# Ephesians 4:9



## Christusregnat (Dec 22, 2008)

Hello All,

I searched for a thread on this verse, and didn't find one, so here goes:

What are the "lower parts of the earth" in Ephesians 4:9?

Are they the same as the <<kah-toe-tah-tah taes gaes>> of Psalm 63:9 in the LXX?

Does this refer to Christ's _Descendit_, or to His Incarnation? If the the Incarnation, why in juxtaposition with His Ascension? Also, why not just state that Christ descended to the earth; why the lower parts if that might confuse the reader about the OT usage re: Hades etc.?

I wish I knew how to do that cool Greek font, but, Alas, I wot not!

Cheers,

Adam

-----Added 12/22/2008 at 08:38:45 EST-----

Anyone? Class? Beuler? Beuler? Beuler?


----------



## TimV (Dec 22, 2008)

> (Geneva) Isaiah 44:23 Reioyce, ye heauens: for the Lorde hath done it: shoute, ye lower partes of the earth: brast foorth into prayses, ye mountaines, O forest and euery tree therein: for the Lorde hath redeemed Iaakob and will be glorified in Israel.



The contrast in Ephesians seems to be the same


> Eph 4:9 (In saying, "He ascended," what does it mean but that he had also descended into the lower regions, the earth?


that is, between Heaven and Earth.

One of the Targums interprets the phrase to mean the womb, so I guess it's covered from all angles. Yes, I know I cheated a bit by picking and choosing among translations


----------



## Christusregnat (Dec 22, 2008)

TimV said:


> > (Geneva) Isaiah 44:23 Reioyce, ye heauens: for the Lorde hath done it: shoute, ye lower partes of the earth: brast foorth into prayses, ye mountaines, O forest and euery tree therein: for the Lorde hath redeemed Iaakob and will be glorified in Israel.
> 
> 
> 
> ...



Tim,

Good point about Isaiah. HOwever, the LXX does not use the parallel phrase that is used in both Psalm 68 and Ephesians 4. The LXX uses <<them-eh-lee-yah taes gaes>>, which is not the same phrasing as the other passages. I would take the meaning, therefore, to be different. Any thoughts on that?

Cheers,

Adam

P.S. Crafty use of translations!


----------



## TsonMariytho (Dec 22, 2008)

?

Isa 66:1 Thus says the LORD: "Heaven is my throne, and the earth is my footstool; what is the house that you would build for me, and what is the place of my rest?​


----------



## Rev. Todd Ruddell (Dec 22, 2008)

I believe Paul is referring to the incarnation. 

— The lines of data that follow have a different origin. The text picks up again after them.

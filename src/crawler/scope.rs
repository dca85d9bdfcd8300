//! Scope filter deciding which discovered URLs may be queued
//!
//! Checks run cheapest first and the first failing check wins: domain scope,
//! then the visited-set lookup, then the robots policy.

use crate::robots::RobotsPolicy;
use crate::url::{authority_in_scope, CanonicalUrl, ScopeMode};
use std::collections::HashSet;
use std::fmt;
use std::sync::Arc;

/// Why a candidate URL was not queued
#[derive(Debug, Clone, Copy, PartialEq, Eq, Hash)]
pub enum RejectReason {
    /// Authority outside the crawl scope
    OutOfScope,
    /// Already in the visited set
    Duplicate,
    /// Denied by the robots policy
    PolicyDenied,
}

impl RejectReason {
    pub fn as_str(&self) -> &'static str {
        match self {
            Self::OutOfScope => "OUT_OF_SCOPE",
            Self::Duplicate => "DUPLICATE",
            Self::PolicyDenied => "POLICY_DENIED",
        }
    }
}

impl fmt::Display for RejectReason {
    fn fmt(&self, f: &mut fmt::Formatter<'_>) -> fmt::Result {
        f.write_str(self.as_str())
    }
}

/// Outcome of evaluating one candidate
#[derive(Debug, Clone, Copy, PartialEq, Eq)]
pub enum Verdict {
    Admit,
    Reject(RejectReason),
}

impl Verdict {
    pub fn is_admit(&self) -> bool {
        matches!(self, Self::Admit)
    }

    pub fn reason(&self) -> Option<RejectReason> {
        match self {
            Self::Admit => None,
            Self::Reject(reason) => Some(*reason),
        }
    }
}

/// Filters candidate URLs against the crawl scope, visited set and robots policy
#[derive(Debug, Clone)]
pub struct ScopeFilter {
    scope_authority: String,
    mode: ScopeMode,
    user_agent: String,
    robots: Arc<dyn RobotsPolicy>,
}

impl ScopeFilter {
    pub fn new(
        scope_authority: impl Into<String>,
        mode: ScopeMode,
        user_agent: impl Into<String>,
        robots: Arc<dyn RobotsPolicy>,
    ) -> Self {
        Self {
            scope_authority: scope_authority.into(),
            mode,
            user_agent: user_agent.into(),
            robots,
        }
    }

    /// The same filter bounded by a different authority
    pub fn rescoped(self, scope_authority: impl Into<String>) -> Self {
        Self {
            scope_authority: scope_authority.into(),
            ..self
        }
    }

    /// The seed authority every candidate is compared against
    pub fn scope_authority(&self) -> &str {
        &self.scope_authority
    }

    pub fn user_agent(&self) -> &str {
        &self.user_agent
    }

    /// Evaluates a canonical candidate against the visited set
    pub fn evaluate(&self, candidate: &CanonicalUrl, visited: &HashSet<CanonicalUrl>) -> Verdict {
        if !authority_in_scope(&self.scope_authority, candidate.authority(), self.mode) {
            return Verdict::Reject(RejectReason::OutOfScope);
        }

        if visited.contains(candidate) {
            return Verdict::Reject(RejectReason::Duplicate);
        }

        if !self.robots.can_fetch(&self.user_agent, candidate.as_str()) {
            return Verdict::Reject(RejectReason::PolicyDenied);
        }

        Verdict::Admit
    }
}
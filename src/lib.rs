//! Polite Crawler: a single-domain web crawler
//!
//! This crate discovers and visits the hyperlinks of one site, starting from a
//! seed URL, while respecting the site's robots.txt rules and declared crawl
//! rate. The crawl state machine lives in [`crawler`]: URL canonicalization,
//! visitation bookkeeping, scope/robots filtering and a sliding-window rate
//! limiter that paces outbound requests.

pub mod config;
pub mod crawler;
pub mod output;
pub mod robots;
pub mod url;

use thiserror::Error;

/// Main error type for crawler operations
#[derive(Debug, Error)]
pub enum CrawlError {
    #[error("Configuration error: {0}")]
    Config(#[from] ConfigError),

    #[error("URL error: {0}")]
    Url(#[from] UrlError),

    #[error("HTTP error for {url}: {source}")]
    Http { url: String, source: reqwest::Error },

    #[error("HTTP client error: {0}")]
    Reqwest(#[from] reqwest::Error),

    #[error("IO error: {0}")]
    Io(#[from] std::io::Error),

    #[error("Robots.txt error: {0}")]
    Robots(String),

    #[error("Crawl worker failed: {0}")]
    Worker(#[from] tokio::task::JoinError),
}

/// Configuration-specific errors
///
/// Every variant is fatal at startup.
#[derive(Debug, Error)]
pub enum ConfigError {
    #[error("Failed to read config file: {0}")]
    Io(#[from] std::io::Error),

    #[error("Failed to parse TOML: {0}")]
    Parse(#[from] toml::de::Error),

    #[error("Validation error: {0}")]
    Validation(String),

    #[error("Invalid URL in config: {0}")]
    InvalidUrl(String),
}

/// URL-specific errors
///
/// Raised when a URL cannot be split into scheme, authority and path.
#[derive(Debug, Clone, PartialEq, Eq, Error)]
pub enum UrlError {
    #[error("Failed to parse URL: {0}")]
    Parse(String),

    #[error("Missing authority in URL: {0}")]
    MissingAuthority(String),
}

/// Result type alias for crawler operations
pub type Result<T> = std::result::Result<T, CrawlError>;

/// Result type alias for configuration operations
pub type ConfigResult<T> = std::result::Result<T, ConfigError>;

/// Result type alias for URL operations
pub type UrlResult<T> = std::result::Result<T, UrlError>;

// Re-export commonly used types
pub use crate::config::Config;
pub use crate::crawler::{CrawlEngine, CrawlFrontier, CrawlReport, Policy, RateLimiter};
pub use crate::url::{canonicalize, CanonicalUrl};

Psalm 139.15: My substance was not hid from thee, when I was made in secret, and curiously wrought in the lowest parts of the earth


----------



## Wannabee (Dec 22, 2008)

Jesus' ascension is associated with His rising from earth to heaven. That is the contrast of the verse. Not only did Jesus condescend to become man, but also endured death and burial, which is as low as man can go in regard to earth. The contrast between heaven and earth, or the grave, is indescribable.


----------



## Rev. Todd Ruddell (Dec 23, 2008)

I apologize for the brevity of my post earlier as I was in the middle of something else. When I say that I believe Paul was speaking about Christ's incarnation, I believe His incarnation is put forth as indicative of the entirety of his humiliation, much like WLC 46:

Question # 46: What Was the Estate of Christ’s Humiliation?

Answer:
The estate of Christ’s humiliation was that low condition, wherein he for our sakes, emptying himself of his glory, took upon him the form of a servant, in his conception and birth, life, death, and after his death, until his resurrection.


----------



## Christusregnat (Dec 23, 2008)

Rev. Todd Ruddell said:


> I apologize for the brevity of my post earlier as I was in the middle of something else. When I say that I believe Paul was speaking about Christ's incarnation, I believe His incarnation is put forth as indicative of the entirety of his humiliation, much like WLC 46:
> 
> Question # 46: What Was the Estate of Christ’s Humiliation?
> 
> ...



Rev. Ruddell,

Thank you for the input! I found Psalm 139 particularly helpful as the LXX uses a similar phrase as Ephesians 4. 

Cheers,

Adam


----------